Weird story of a Vietnam refugee-turned-redneck drives the coming home of the prodigal daughter in 'Danang'

By Sarah Phelan

HALFWAY THROUGH the award-winning Pacific Rim Film Festival entry Daughter From Danang, interpreter Tran Tuong Nhu says, "The eve of our departure to Vietnam, Heidi gave me a little silver star. On it was engraved 'Thank you for making my dreams come true.' And in a way, her dream came true, and it was much, much more than she had bargained for."

No kidding. The above-mentioned Heidi is the now grown-up daughter from Danang. Born to a Vietnamese mother (and an American serviceman who left before she was born), Heidi was originally named Mai Thi Hiep. But when she was 7 years old, her mother gave her up to the Ford administration's Operation Babylift, after rumors circulated that Amerasian children were going to be burned.

And so a confused Hiep was airlifted to Pulaski, Tenn., said to be the original home of the Ku Klux Klan and definitely not the kind of place where you'd want to let on that your mother is in Vietnam. Which explains in part how Hiep becomes the "101 percent Americanized" bologna-eating Heidi Bub--who ends up marrying an American serviceman and living in Navy housing with two toddlers.
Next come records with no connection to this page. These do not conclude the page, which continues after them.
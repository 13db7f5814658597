//! Relational variant of the student collection contract.
//!
//! Ids come from the database (`AUTOINCREMENT`), so `IdPolicy` does not
//! apply, and `persist` is a no-op because each statement autocommits.

use super::{CollectionError, CollectionResult, StudentStore};
use crate::model::student::{NewStudent, Student};
use crate::model::EntityId;
use crate::repo::student_repo::{SqliteStudentRepository, StudentRepository};

impl StudentStore for SqliteStudentRepository<'_> {
    fn get_all(&self) -> CollectionResult<Vec<Student>> {
        Ok(self.list_students()?)
    }

    fn get_by_id(&self, id: EntityId) -> CollectionResult<Option<Student>> {
        Ok(self.get_student(id)?)
    }

    fn append(&mut self, student: NewStudent) -> CollectionResult<Student> {
        Ok(self.create_student(&student)?)
    }

    fn replace_by_id(&mut self, student: Student) -> CollectionResult<Student> {
        self.update_student(&student)?;
        self.get_student(student.id)?
            .ok_or(CollectionError::NotFound(student.id))
    }

    fn remove_by_id(&mut self, id: EntityId) -> CollectionResult<Student> {
        Ok(self.delete_student(id)?)
    }

    fn persist(&mut self) -> CollectionResult<()> {
        Ok(())
    }
}
//! Store handle: a fixed-size pool of bootstrapped SQLite connections.
//!
//! # Responsibility
//! - Hand out one connection per logical operation (`Store::acquire`).
//! - Return connections to the pool on every exit path via `Drop`.
//! - Open IMMEDIATE transactions on a scoped connection.
//!
//! # Invariants
//! - At most `pool_size` connections are ever checked out.
//! - Acquisition never waits longer than `acquire_timeout`; a timeout is
//!   reported as `DbError::StoreUnavailable` and is never retried here.
//! - `Transaction::commit` and `Transaction::rollback` consume the
//!   transaction; dropping an unfinished transaction rolls it back.

use super::open::{open_connection, ConnectionTarget};
use super::{DbError, DbResult};
use crate::config::StoreConfig;
use log::{debug, info, warn};
use rusqlite::{Connection, Transaction, TransactionBehavior};
use std::ops::{Deref, DerefMut};
use std::path::Path;
use std::sync::{Arc, Condvar, Mutex, PoisonError};
use std::time::{Duration, Instant};
use uuid::Uuid;

/// Shared, cloneable handle over the connection pool.
#[derive(Clone)]
pub struct Store {
    inner: Arc<StoreInner>,
}

#[derive(Debug)]
struct StoreInner {
    idle: Mutex<Vec<Connection>>,
    returned: Condvar,
    pool_size: usize,
    acquire_timeout: Duration,
}

impl Store {
    /// Opens a file-backed store, migrating the schema on the first connection.
    pub fn open(path: impl AsRef<Path>, config: &StoreConfig) -> DbResult<Self> {
        Self::build(
            ConnectionTarget::File(path.as_ref().to_path_buf()),
            config,
        )
    }

    /// Opens a fresh in-memory store shared by all pooled connections.
    pub fn open_in_memory(config: &StoreConfig) -> DbResult<Self> {
        let name = format!("campus-{}", Uuid::new_v4().simple());
        Self::build(ConnectionTarget::NamedMemory(name), config)
    }

    fn build(target: ConnectionTarget, config: &StoreConfig) -> DbResult<Self> {
        config
            .validate()
            .map_err(|err| DbError::StoreUnavailable(err.to_string()))?;

        let mut connections = Vec::with_capacity(config.pool_size);
        for index in 0..config.pool_size {
            // Only the first connection runs migrations; the rest reuse the schema.
            let conn = open_connection(&target, config.busy_timeout(), index == 0)?;
            connections.push(conn);
        }

        info!(
            "event=store_open module=db status=ok pool_size={} acquire_timeout_ms={}",
            config.pool_size, config.acquire_timeout_ms
        );

        Ok(Self {
            inner: Arc::new(StoreInner {
                idle: Mutex::new(connections),
                returned: Condvar::new(),
                pool_size: config.pool_size,
                acquire_timeout: config.acquire_timeout(),
            }),
        })
    }

    /// Checks out one connection, waiting up to the configured timeout.
    ///
    /// # Errors
    /// - `DbError::StoreUnavailable` when every connection stays checked out
    ///   for the whole timeout or the pool lock is poisoned.
    pub fn acquire(&self) -> DbResult<ScopedConnection<'_>> {
        let started_at = Instant::now();
        let guard = self.inner.idle.lock().map_err(|_| poisoned())?;
        let (mut idle, _) = self
            .inner
            .returned
            .wait_timeout_while(guard, self.inner.acquire_timeout, |idle| idle.is_empty())
            .map_err(|_| poisoned())?;

        match idle.pop() {
            Some(conn) => {
                debug!(
                    "event=store_acquire module=db status=ok wait_ms={}",
                    started_at.elapsed().as_millis()
                );
                Ok(ScopedConnection {
                    conn: Some(conn),
                    pool: &self.inner,
                })
            }
            None => {
                warn!(
                    "event=store_acquire module=db status=error error_code=pool_exhausted wait_ms={} pool_size={}",
                    started_at.elapsed().as_millis(),
                    self.inner.pool_size
                );
                Err(DbError::StoreUnavailable(format!(
                    "no connection available within {} ms",
                    self.inner.acquire_timeout.as_millis()
                )))
            }
        }
    }

    /// Total number of pooled connections.
    pub fn pool_size(&self) -> usize {
        self.inner.pool_size
    }

    /// Number of connections currently not checked out.
    pub fn idle_connections(&self) -> usize {
        self.inner
            .idle
            .lock()
            .unwrap_or_else(PoisonError::into_inner)
            .len()
    }
}

fn poisoned() -> DbError {
    DbError::StoreUnavailable("connection pool lock poisoned".to_string())
}

/// A checked-out connection, returned to the pool when dropped.
#[derive(Debug)]
pub struct ScopedConnection<'s> {
    conn: Option<Connection>,
    pool: &'s StoreInner,
}

impl ScopedConnection<'_> {
    /// Opens an IMMEDIATE transaction so the write lock is held from the
    /// first statement (reference checks included) until commit/rollback.
    pub fn begin(&mut self) -> DbResult<Transaction<'_>> {
        let tx = self.transaction_with_behavior(TransactionBehavior::Immediate)?;
        Ok(tx)
    }
}

impl Deref for ScopedConnection<'_> {
    type Target = Connection;

    fn deref(&self) -> &Connection {
        self.conn
            .as_ref()
            .expect("scoped connection is present until drop")
    }
}

impl DerefMut for ScopedConnection<'_> {
    fn deref_mut(&mut self) -> &mut Connection {
        self.conn
            .as_mut()
            .expect("scoped connection is present until drop")
    }
}

impl Drop for ScopedConnection<'_> {
    fn drop(&mut self) {
        if let Some(conn) = self.conn.take() {
            self.pool
                .idle
                .lock()
                .unwrap_or_else(PoisonError::into_inner)
                .push(conn);
            self.pool.returned.notify_one();
        }
    }
}
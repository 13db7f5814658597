//! In-memory student collection.

use super::{position_of, CollectionResult, IdAllocator, IdPolicy, StudentStore};
use crate::model::student::{NewStudent, Student};
use crate::model::EntityId;

#[derive(Debug, Clone)]
pub struct MemoryStudentStore {
    students: Vec<Student>,
    ids: IdAllocator,
}

impl MemoryStudentStore {
    pub fn new(policy: IdPolicy) -> Self {
        Self::with_students(Vec::new(), policy)
    }

    /// Seeds the store with existing records; they are not re-validated.
    pub fn with_students(students: Vec<Student>, policy: IdPolicy) -> Self {
        let mut ids = IdAllocator::new(policy);
        ids.observe(&students);
        Self { students, ids }
    }
}

impl Default for MemoryStudentStore {
    fn default() -> Self {
        Self::new(IdPolicy::default())
    }
}

impl StudentStore for MemoryStudentStore {
    fn get_all(&self) -> CollectionResult<Vec<Student>> {
        Ok(self.students.clone())
    }

    fn get_by_id(&self, id: EntityId) -> CollectionResult<Option<Student>> {
        Ok(self.students.iter().find(|student| student.id == id).cloned())
    }

    fn append(&mut self, student: NewStudent) -> CollectionResult<Student> {
        student.validate()?;
        let id = self.ids.next_id(&self.students);
        let stored = student.into_student(id);
        self.students.push(stored.clone());
        Ok(stored)
    }

    fn replace_by_id(&mut self, student: Student) -> CollectionResult<Student> {
        student.validate()?;
        let index = position_of(&self.students, student.id)?;
        self.students[index] = student.clone();
        Ok(student)
    }

    fn remove_by_id(&mut self, id: EntityId) -> CollectionResult<Student> {
        let index = position_of(&self.students, id)?;
        Ok(self.students.remove(index))
    }

    fn persist(&mut self) -> CollectionResult<()> {
        Ok(())
    }
}
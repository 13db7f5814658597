//! User account model.
//!
//! # Invariants
//! - `email` is unique across users (enforced by the store).
//! - The password never lives on `User`; only its hash is persisted, in a
//!   credential row owned by the user.

use super::{require_email, require_text, EntityId, ValidationError};
use chrono::{DateTime, Utc};
use serde::{Deserialize, Serialize};

/// Account role.
#[derive(Debug, Clone, Copy, Default, PartialEq, Eq, Serialize, Deserialize)]
#[serde(rename_all = "snake_case")]
pub enum UserRole {
    #[default]
    Student,
    Instructor,
    Admin,
}

impl UserRole {
    pub fn as_str(self) -> &'static str {
        match self {
            Self::Student => "student",
            Self::Instructor => "instructor",
            Self::Admin => "admin",
        }
    }

    pub fn parse(value: &str) -> Option<Self> {
        match value {
            "student" => Some(Self::Student),
            "instructor" => Some(Self::Instructor),
            "admin" => Some(Self::Admin),
            _ => None,
        }
    }
}

/// Persisted user row (never includes credentials).
#[derive(Debug, Clone, PartialEq, Eq, Serialize, Deserialize)]
#[serde(rename_all = "camelCase")]
pub struct User {
    pub id: EntityId,
    pub first_name: String,
    pub last_name: String,
    pub email: String,
    pub role: UserRole,
    /// Set by the store at insert time.
    pub created_at: DateTime<Utc>,
}

/// Registration input. `password` is hashed before it reaches the store.
#[derive(Clone, PartialEq, Eq, Deserialize)]
#[serde(rename_all = "camelCase")]
pub struct NewUser {
    pub first_name: String,
    pub last_name: String,
    pub email: String,
    pub password: String,
    #[serde(default)]
    pub role: UserRole,
}

impl std::fmt::Debug for NewUser {
    fn fmt(&self, f: &mut std::fmt::Formatter<'_>) -> std::fmt::Result {
        f.debug_struct("NewUser")
            .field("first_name", &self.first_name)
            .field("last_name", &self.last_name)
            .field("email", &self.email)
            .field("password", &"<redacted>")
            .field("role", &self.role)
            .finish()
    }
}

impl NewUser {
    pub fn validate(&self) -> Result<(), ValidationError> {
        require_text("firstName", &self.first_name)?;
        require_text("lastName", &self.last_name)?;
        require_email(&self.email)?;
        if self.password.is_empty() {
            return Err(ValidationError::EmptyPassword);
        }
        Ok(())
    }
}
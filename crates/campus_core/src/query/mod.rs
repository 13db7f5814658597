//! Student Query Engine.
//!
//! # Responsibility
//! - Pure, read-only operations over a student collection snapshot:
//!   name search, grade sort, course filter and offset/limit pagination.
//!
//! # Invariants
//! - Operations never mutate the snapshot and never return partial results.
//! - Caller mistakes are reported as `MissingParameter` / `InvalidParameter`.

use std::error::Error;
use std::fmt::{Display, Formatter};

pub mod pagination;
pub mod student_query;

pub type QueryResult<T> = Result<T, QueryError>;

/// Caller-side query argument errors. No side effects are ever involved.
#[derive(Debug, Clone, PartialEq, Eq)]
pub enum QueryError {
    /// A required query parameter was absent or empty.
    MissingParameter(&'static str),
    /// A query parameter was outside its accepted domain.
    InvalidParameter { name: &'static str, value: String },
}

impl Display for QueryError {
    fn fmt(&self, f: &mut Formatter<'_>) -> std::fmt::Result {
        match self {
            Self::MissingParameter(name) => write!(f, "`{name}` query parameter is required"),
            Self::InvalidParameter { name, value } => {
                write!(f, "invalid `{name}` query parameter: `{value}`")
            }
        }
    }
}

impl Error for QueryError {}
Still, blood runs thicker than water, and by 29, Heidi, no longer on speaking terms with her American mother, longs to reunite with her birth mother Mai Thi Kim, whom she manages to track down.

At first, the reunion seems like a dream come true. Heidi, who has never experienced affection from her emotionally detached American mother, is wept over, hugged, kissed, touched and followed almost incessantly by her birth mother and extended family.
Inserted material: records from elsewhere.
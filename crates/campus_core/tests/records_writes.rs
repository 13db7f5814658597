use campus_core::model::course::NewCourse;
use campus_core::model::department::NewDepartment;
use campus_core::model::enrollment::NewEnrollment;
use campus_core::model::instructor::NewInstructor;
use campus_core::model::student::NewStudent;
use campus_core::model::user::{NewUser, UserRole};
use campus_core::repo::course_repo::{CourseRepository, SqliteCourseRepository};
use campus_core::repo::enrollment_repo::{EnrollmentRepository, SqliteEnrollmentRepository};
use campus_core::repo::instructor_repo::{InstructorRepository, SqliteInstructorRepository};
use campus_core::repo::user_repo::{SqliteUserRepository, UserRepository};
use campus_core::repo::RepoError;
use campus_core::service::coordinator::{WriteCoordinator, WriteStep, WriteUnit, Written};
use campus_core::service::guard::GuardError;
use campus_core::{
    EntityKind, QueryError, RecordsService, Reference, ReferentialGuard, ServiceError, Store,
    StoreConfig, ValidationError,
};
use chrono::NaiveDate;
use std::sync::mpsc;
use std::thread;
use std::time::Duration;

fn service() -> RecordsService {
    RecordsService::new(Store::open_in_memory(&StoreConfig::default()).unwrap())
}

fn date(y: i32, m: u32, d: u32) -> NaiveDate {
    NaiveDate::from_ymd_opt(y, m, d).unwrap()
}

fn new_user(first_name: &str, email: &str) -> NewUser {
    NewUser {
        first_name: first_name.to_string(),
        last_name: "Tester".to_string(),
        email: email.to_string(),
        password: "correct horse".to_string(),
        role: UserRole::Admin,
    }
}

fn new_student(name: &str) -> NewStudent {
    NewStudent {
        name: name.to_string(),
        age: 21,
        grade: 6.0,
        email: format!("{}@uni.edu", name.to_lowercase()),
        address: "2 Side St".to_string(),
        phone: "555-0101".to_string(),
        enrollment_date: date(2023, 9, 1),
        courses: Vec::new(),
    }
}

fn new_instructor() -> NewInstructor {
    NewInstructor {
        first_name: "Grace".to_string(),
        last_name: "Hopper".to_string(),
        email: "grace@uni.edu".to_string(),
        phone_number: "555-0199".to_string(),
        hire_date: date(2019, 2, 1),
    }
}

/// Instructor, department and course; returns `(department_id, course_id)`.
fn seed_catalog(service: &RecordsService) -> (i64, i64) {
    let instructor = service.create_instructor(&new_instructor()).unwrap();
    let department = service
        .create_department(&NewDepartment {
            department_name: "Computing".to_string(),
            department_head: instructor.id,
        })
        .unwrap();
    let course = service
        .create_course(&NewCourse {
            course_name: "Compilers".to_string(),
            course_description: "Parsing and codegen".to_string(),
            credits: 6,
            department_id: department.id,
        })
        .unwrap();
    (department.id, course.id)
}

fn row_count(store: &Store, table: &str) -> i64 {
    let conn = store.acquire().unwrap();
    conn.query_row(&format!("SELECT COUNT(*) FROM {table};"), [], |row| {
        row.get(0)
    })
    .unwrap()
}

#[test]
fn guard_reports_existing_and_missing_rows_without_side_effects() {
    let service = service();
    let (department_id, course_id) = seed_catalog(&service);
    let conn = service.store().acquire().unwrap();
    let guard = ReferentialGuard::new(&conn);

    assert!(guard.exists(Reference::course(course_id)).unwrap());
    assert!(guard.exists(Reference::department(department_id)).unwrap());
    assert!(!guard.exists(Reference::student(1)).unwrap());
    // Repeated checks answer the same way.
    assert!(!guard.exists(Reference::student(1)).unwrap());

    match guard
        .verify(&[Reference::course(course_id), Reference::student(5)])
        .unwrap_err()
    {
        GuardError::Missing(reference) => assert_eq!(reference, Reference::student(5)),
        other => panic!("unexpected error: {other:?}"),
    }
    drop(conn);
    assert_eq!(row_count(service.store(), "students"), 0);
}

fn first_missing(guard: &ReferentialGuard<'_>, references: &[Reference]) -> Option<Reference> {
    match guard.verify(references) {
        Ok(()) => None,
        Err(GuardError::Missing(reference)) => Some(reference),
        Err(other) => panic!("unexpected error: {other:?}"),
    }
}
//! Student collection store contract and implementations.
//!
//! # Responsibility
//! - Give the in-memory, JSON-file and relational student variants one
//!   contract: get all / get by id / append / replace / remove / persist.
//! - Own id assignment for the non-relational variants (`IdPolicy`).
//!
//! # Invariants
//! - Writes validate the student before mutating anything.
//! - Reads return snapshots; callers never hold references into the store.
//! - The JSON file variant has no locking: concurrent writers on one file
//!   can lose updates.

use crate::model::student::{NewStudent, Student};
use crate::model::{EntityId, ValidationError};
use crate::repo::RepoError;
use log::warn;
use std::error::Error;
use std::fmt::{Display, Formatter};
use std::path::PathBuf;

mod file;
mod memory;
mod relational;

pub use file::JsonFileStudentStore;
pub use memory::MemoryStudentStore;

pub type CollectionResult<T> = Result<T, CollectionError>;

#[derive(Debug)]
pub enum CollectionError {
    Io {
        path: PathBuf,
        source: std::io::Error,
    },
    Json {
        path: PathBuf,
        source: serde_json::Error,
    },
    NotFound(EntityId),
    Validation(ValidationError),
    Repo(RepoError),
}

impl Display for CollectionError {
    fn fmt(&self, f: &mut Formatter<'_>) -> std::fmt::Result {
        match self {
            Self::Io { path, source } => {
                write!(f, "student file `{}` i/o failed: {source}", path.display())
            }
            Self::Json { path, source } => {
                write!(f, "student file `{}` is not valid json: {source}", path.display())
            }
            Self::NotFound(id) => write!(f, "student not found: {id}"),
            Self::Validation(err) => write!(f, "{err}"),
            Self::Repo(err) => write!(f, "{err}"),
        }
    }
}

impl Error for CollectionError {
    fn source(&self) -> Option<&(dyn Error + 'static)> {
        match self {
            Self::Io { source, .. } => Some(source),
            Self::Json { source, .. } => Some(source),
            Self::NotFound(_) => None,
            Self::Validation(err) => Some(err),
            Self::Repo(err) => Some(err),
        }
    }
}

impl From<ValidationError> for CollectionError {
    fn from(value: ValidationError) -> Self {
        Self::Validation(value)
    }
}

impl From<RepoError> for CollectionError {
    fn from(value: RepoError) -> Self {
        match value {
            RepoError::NotFound { id, .. } => Self::NotFound(id),
            RepoError::Validation(err) => Self::Validation(err),
            other => Self::Repo(other),
        }
    }
}

/// Storage contract shared by every student collection variant.
pub trait StudentStore {
    /// Full snapshot in collection order.
    fn get_all(&self) -> CollectionResult<Vec<Student>>;
    fn get_by_id(&self, id: EntityId) -> CollectionResult<Option<Student>>;
    /// Assigns an id, stores the student and returns it as stored.
    fn append(&mut self, student: NewStudent) -> CollectionResult<Student>;
    /// Replaces the stored record with the same id.
    fn replace_by_id(&mut self, student: Student) -> CollectionResult<Student>;
    /// Removes one record, compacting the collection.
    fn remove_by_id(&mut self, id: EntityId) -> CollectionResult<Student>;
    /// Flushes the collection to durable storage, if any.
    fn persist(&mut self) -> CollectionResult<()>;
}

/// Id assignment strategy for collection stores without a database key.
#[derive(Debug, Clone, Copy, Default, PartialEq, Eq)]
pub enum IdPolicy {
    /// `len + 1`. Reuses ids after a delete; collisions are logged.
    CollectionLength,
    /// One more than the largest id ever observed; never reuses ids.
    #[default]
    HighWaterMark,
}

#[derive(Debug, Clone)]
pub(crate) struct IdAllocator {
    policy: IdPolicy,
    high_water: EntityId,
}

impl IdAllocator {
    pub(crate) fn new(policy: IdPolicy) -> Self {
        Self {
            policy,
            high_water: 0,
        }
    }

    pub(crate) fn observe(&mut self, students: &[Student]) {
        if let Some(max) = students.iter().map(|student| student.id).max() {
            self.high_water = self.high_water.max(max);
        }
    }

    pub(crate) fn next_id(&mut self, students: &[Student]) -> EntityId {
        match self.policy {
            IdPolicy::CollectionLength => {
                let id = EntityId::try_from(students.len()).unwrap_or(EntityId::MAX) + 1;
                if students.iter().any(|student| student.id == id) {
                    warn!(
                        "event=student_id_collision module=collection status=warn policy=collection_length id={id}"
                    );
                }
                self.high_water = self.high_water.max(id);
                id
            }
            IdPolicy::HighWaterMark => {
                self.observe(students);
                self.high_water += 1;
                self.high_water
            }
        }
    }
}

pub(crate) fn position_of(students: &[Student], id: EntityId) -> CollectionResult<usize> {
    students
        .iter()
        .position(|student| student.id == id)
        .ok_or(CollectionError::NotFound(id))
}

#[cfg(test)]
mod tests {
    use super::{IdAllocator, IdPolicy};
    use crate::model::student::{NewStudent, Student};
    use chrono::NaiveDate;

    fn student(id: i64) -> Student {
        NewStudent {
            name: format!("student {id}"),
            age: 20,
            grade: 5.0,
            email: format!("s{id}@uni.edu"),
            address: "addr".to_string(),
            phone: "555".to_string(),
            enrollment_date: NaiveDate::from_ymd_opt(2024, 1, 1).unwrap(),
            courses: Vec::new(),
        }
        .into_student(id)
    }

    #[test]
    fn collection_length_policy_reuses_ids_after_delete() {
        let mut ids = IdAllocator::new(IdPolicy::CollectionLength);
        // ids 1 and 3 remain after deleting 2
        let remaining = vec![student(1), student(3)];
        assert_eq!(ids.next_id(&remaining), 3);
    }

    #[test]
    fn high_water_policy_never_reuses_ids() {
        let mut ids = IdAllocator::new(IdPolicy::HighWaterMark);
        let all = vec![student(1), student(2), student(3)];
        ids.observe(&all);
        let after_delete = vec![student(1), student(2)];
        assert_eq!(ids.next_id(&after_delete), 4);
        assert_eq!(ids.next_id(&after_delete), 5);
    }
}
Memories return. Heidi breaks out of the bologna belt and tries Vietnamese food for the first time in her life. She is shocked by the squalid living conditions, the people whose bicycle baskets are packed with jumping frogs.

The dream becomes a nightmare when a half-sister, having accepted money, asks for more and pretty soon her whole extended family is laying out her filial and financial responsibility to them, the first step of which involves taking her mother to the United States.

The ensuing uproar captures the vast distance between American and Vietnamese cultures, not to mention the economic disparities. Heidi can't support her Vietnamese family financially, but she also finds herself suffocating from cloying emotional closeness.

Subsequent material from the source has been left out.